Ce choix pourrait se révéler pénalisant pour les personnes qui ne se rendent pas forcément compte d'avoir déjà franchi la ligne rouge entre ce qui est autorisé et ce qui ne l'est pas, et également pour les parents qui ne surveillent pas suffisamment ce que font les enfants.
Ce qui est encore plus grave : Ces sanctions risquent même de tomber sur des personnes qui ont omis de sécuriser leur installation WiFi ou qui mettent leur connection Internet à la disposition d'autres personnes (utilisateurs d'une fonera, cybercafés, associations, entreprises, etc.)
En revanche, les personnes vraiment déterminées à ne pas respecter le droit d'auteur trouveront certainement des façons de contourner les contrôles.

Le filtrage des contenus me parait encore moins envisageable. Déjà, une analyse de tout fichier téléchargé risque d'être un traitement très lourd et coûteux. Ensuite, un tel dispositif devra être en mesure de faire la différence entre un fichier mp3 téléchargé légalement et librement (si, si, ça existe), un fichier mp3 téléchargé illégalement et un fichier mp3 téléchargé sur une plateforme de téléchargement légale.
Je pense que cela sera techniquement possible, mais s'il est possible d'ajouter un petit code aux mp3, il sera également possible d'enlever ou de modifier un tel code.
Ce sont donc encore une fois les personnes imprudentes et/ou un peu naïves qui risqueront de se faire prendre.

D'ailleurs, la commission Olivennes semble bien consciente du fait que de telles mesures ne pourront jamais faire cesser le téléchargement illégal. En revanche, je doute fort qu'elle a mesuré les dommages collatéraux qu'une telle chasse aux pirates pourrait causer.

Plus d'informations:

L'accord Olivennes présenté par Libération et par Le Monde.
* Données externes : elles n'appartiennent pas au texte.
/// One displacement refinement pass.
///
/// Builds the pointwise normal equations from the two expansions (warping
/// the second by the current flow), averages them over the window, and
/// solves the 2x2 system per pixel.
fn refine_flow(exp_a: &PolyExpansion, exp_b: &PolyExpansion, flow: &mut FlowField, win_size: usize) {
    let width = exp_a.width;
    let height = exp_a.height;
    let n = width * height;

    let mut g11 = vec![0.0f64; n];
    let mut g12 = vec![0.0f64; n];
    let mut g22 = vec![0.0f64; n];
    let mut h1 = vec![0.0f64; n];
    let mut h2 = vec![0.0f64; n];

    for y in 0..height {
        for x in 0..width {
            let idx = y * width + x;
            let fx = flow.dx[idx] as f64;
            let fy = flow.dy[idx] as f64;

            // Look up the second expansion at the displaced position.
            let wx = ((x as f64 + fx).round() as i64).clamp(0, width as i64 - 1) as usize;
            let wy = ((y as f64 + fy).round() as i64).clamp(0, height as i64 - 1) as usize;
            let widx = wy * width + wx;

            let a11 = 0.5 * (exp_a.a11[idx] as f64 + exp_b.a11[widx] as f64);
            let a12 = 0.5 * (exp_a.a12[idx] as f64 + exp_b.a12[widx] as f64);
            let a22 = 0.5 * (exp_a.a22[idx] as f64 + exp_b.a22[widx] as f64);

            let db_x = -0.5 * (exp_b.bx[widx] as f64 - exp_a.bx[idx] as f64) + a11 * fx + a12 * fy;
            let db_y = -0.5 * (exp_b.by[widx] as f64 - exp_a.by[idx] as f64) + a12 * fx + a22 * fy;

            // G = A^T A and h = A^T db for the symmetric A.
            g11[idx] = a11 * a11 + a12 * a12;
            g12[idx] = a12 * (a11 + a22);
            g22[idx] = a22 * a22 + a12 * a12;
            h1[idx] = a11 * db_x + a12 * db_y;
            h2[idx] = a12 * db_x + a22 * db_y;
        }
    }

    let radius = win_size / 2;
    box_blur(&mut g11, width, height, radius);
    box_blur(&mut g12, width, height, radius);
    box_blur(&mut g22, width, height, radius);
    box_blur(&mut h1, width, height, radius);
    box_blur(&mut h2, width, height, radius);

    for idx in 0..n {
        let det = g11[idx] * g22[idx] - g12[idx] * g12[idx];
        if det.abs() < 1e-9 {
            // Degenerate neighbourhood (no texture); keep the prior flow.
            continue;
        }
        flow.dx[idx] = ((g22[idx] * h1[idx] - g12[idx] * h2[idx]) / det) as f32;
        flow.dy[idx] = ((g11[idx] * h2[idx] - g12[idx] * h1[idx]) / det) as f32;
    }
}

/// Normalized separable box filter with edge clamping, in place.
fn box_blur(plane: &mut [f64], width: usize, height: usize, radius: usize) {
    if radius == 0 {
        return;
    }
    let r = radius as i64;
    let mut scratch = vec![0.0f64; plane.len()];

    // Horizontal pass.
    for y in 0..height {
        let row = &plane[y * width..(y + 1) * width];
        for x in 0..width as i64 {
            let lo = (x - r).max(0) as usize;
            let hi = ((x + r) as usize).min(width - 1);
            let sum: f64 = row[lo..=hi].iter().sum();
            scratch[y * width + x as usize] = sum / (hi - lo + 1) as f64;
        }
    }

    // Vertical pass.
    for x in 0..width {
        for y in 0..height as i64 {
            let lo = (y - r).max(0) as usize;
            let hi = ((y + r) as usize).min(height - 1);
            let mut sum = 0.0;
            for row in lo..=hi {
                sum += scratch[row * width + x];
            }
            plane[y as usize * width + x] = sum / (hi - lo + 1) as f64;
        }
    }
}

/// Gauss-Jordan inverse of a 6x6 matrix with partial pivoting.
fn invert6(m: &[[f64; 6]; 6]) -> [[f64; 6]; 6] {
    let mut a = *m;
    let mut inv = [[0.0f64; 6]; 6];
    for (i, row) in inv.iter_mut().enumerate() {
        row[i] = 1.0;
    }

    for col in 0..6 {
        // Pivot on the largest remaining entry in this column.
        let mut pivot = col;
        for row in (col + 1)..6 {
            if a[row][col].abs() > a[pivot][col].abs() {
                pivot = row;
            }
        }
        a.swap(col, pivot);
        inv.swap(col, pivot);

        let diag = a[col][col];
        if diag.abs() < 1e-12 {
            // The Gaussian applicability makes the normal matrix
            // non-singular in practice; bail out to identity-ish rather
            // than dividing by zero.
            continue;
        }
        for k in 0..6 {
            a[col][k] /= diag;
            inv[col][k] /= diag;
        }

        for row in 0..6 {
            if row == col {
                continue;
            }
            let factor = a[row][col];
            for k in 0..6 {
                a[row][k] -= factor * a[col][k];
                inv[row][k] -= factor * inv[col][k];
            }
        }
    }

    inv
}

#[cfg(test)]
mod tests {
    use super::*;

    /// Smooth 2D sinusoid with enough texture for the expansion to grip.
    fn textured(width: u32, height: u32, phase: f32) -> GrayF32Image {
        GrayF32Image::from_fn(width, height, |x, y| {
            let v = 128.0
                + 60.0 * ((x as f32 + phase) * 0.22).sin()
                + 50.0 * ((y as f32 + phase) * 0.18).cos();
            image::Luma([v])
        })
    }

    #[test]
    fn identical_images_yield_near_zero_flow() {
        let img = textured(48, 48, 0.0);
        let flow = estimate_flow(&img, &img, &FlowParams::default());
        assert!(flow.mean_magnitude() < 0.05, "got {}", flow.mean_magnitude());
    }

    #[test]
    fn shifted_image_yields_motion() {
        let a = textured(48, 48, 0.0);
        let b = textured(48, 48, 3.0);
        let flow = estimate_flow(&a, &b, &FlowParams::default());
        assert!(flow.mean_magnitude() > 0.2, "got {}", flow.mean_magnitude());
    }

    #[test]
    fn tiny_images_get_zero_field() {
        let a = textured(4, 4, 0.0);
        let b = textured(4, 4, 2.0);
        let flow = estimate_flow(&a, &b, &FlowParams::default());
        assert_eq!(flow.mean_magnitude(), 0.0);
        assert_eq!(flow.width(), 4);
    }

    #[test]
    fn magnitude_angle_quadrants() {
        let field = FlowField {
            width: 2,
            height: 1,
            dx: vec![1.0, -1.0],
            dy: vec![0.0, 0.0],
        };
        let (mag, ang) = field.magnitude_angle();
        assert!((mag[0] - 1.0).abs() < 1e-6);
        assert!(ang[0].abs() < 1e-6);
        assert!((ang[1] - std::f32::consts::PI).abs() < 1e-6);
    }

    #[test]
    fn circular_std_of_coherent_angles_is_zero() {
        let angles = vec![0.5f32; 100];
        assert!(circular_std(&angles) < 1e-6);
    }

    #[test]
    fn circular_std_grows_with_scatter() {
        let coherent = vec![0.5f32; 64];
        let scattered: Vec<f32> = (0..64)
            .map(|i| i as f32 * std::f32::consts::TAU / 64.0)
            .collect();
        assert!(circular_std(&scattered) > circular_std(&coherent));
    }

    #[test]
    fn wrapped_angles_stay_coherent() {
        // Angles straddling the 0/2pi seam point the same way.
        let angles = vec![0.05f32, std::f32::consts::TAU - 0.05, 0.02, std::f32::consts::TAU - 0.02];
        assert!(circular_std(&angles) < 0.1);
    }

    #[test]
    fn invert6_recovers_identity() {
        let mut m = [[0.0f64; 6]; 6];
        for (i, row) in m.iter_mut().enumerate() {
            row[i] = 2.0;
        }
        let inv = invert6(&m);
        for (i, row) in inv.iter().enumerate() {
            for (j, &v) in row.iter().enumerate() {
                let expected = if i == j { 0.5 } else { 0.0 };
                assert!((v - expected).abs() < 1e-12);
            }
        }
    }
}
(L'image du drapeau de pirate a été trouvé sur Wikipédia.)

2 Comments:

  1. C said...
    Je suis entièrement d'accord avec toi, une "guerre" sanglante va commencer avec de nombreux dommages collatéraux... Il est tellement facile de prendre une fausse adresse IP, de passer par des proxys, etc.. que les pirates seront en "libertés" et les pauvres particuliers soit petits téléchargeurs, soit pirate à leur insu, suspendu d'internet à tort.
    damospace said...
    CManu : J'étais certain que tu partagerais mon point de vue sur ce dossier. Comme tu dis dans ton propre billet, il aurait fallu préparer le terrain à l'innovation plutôt que de miser (encore une fois) sur la répression.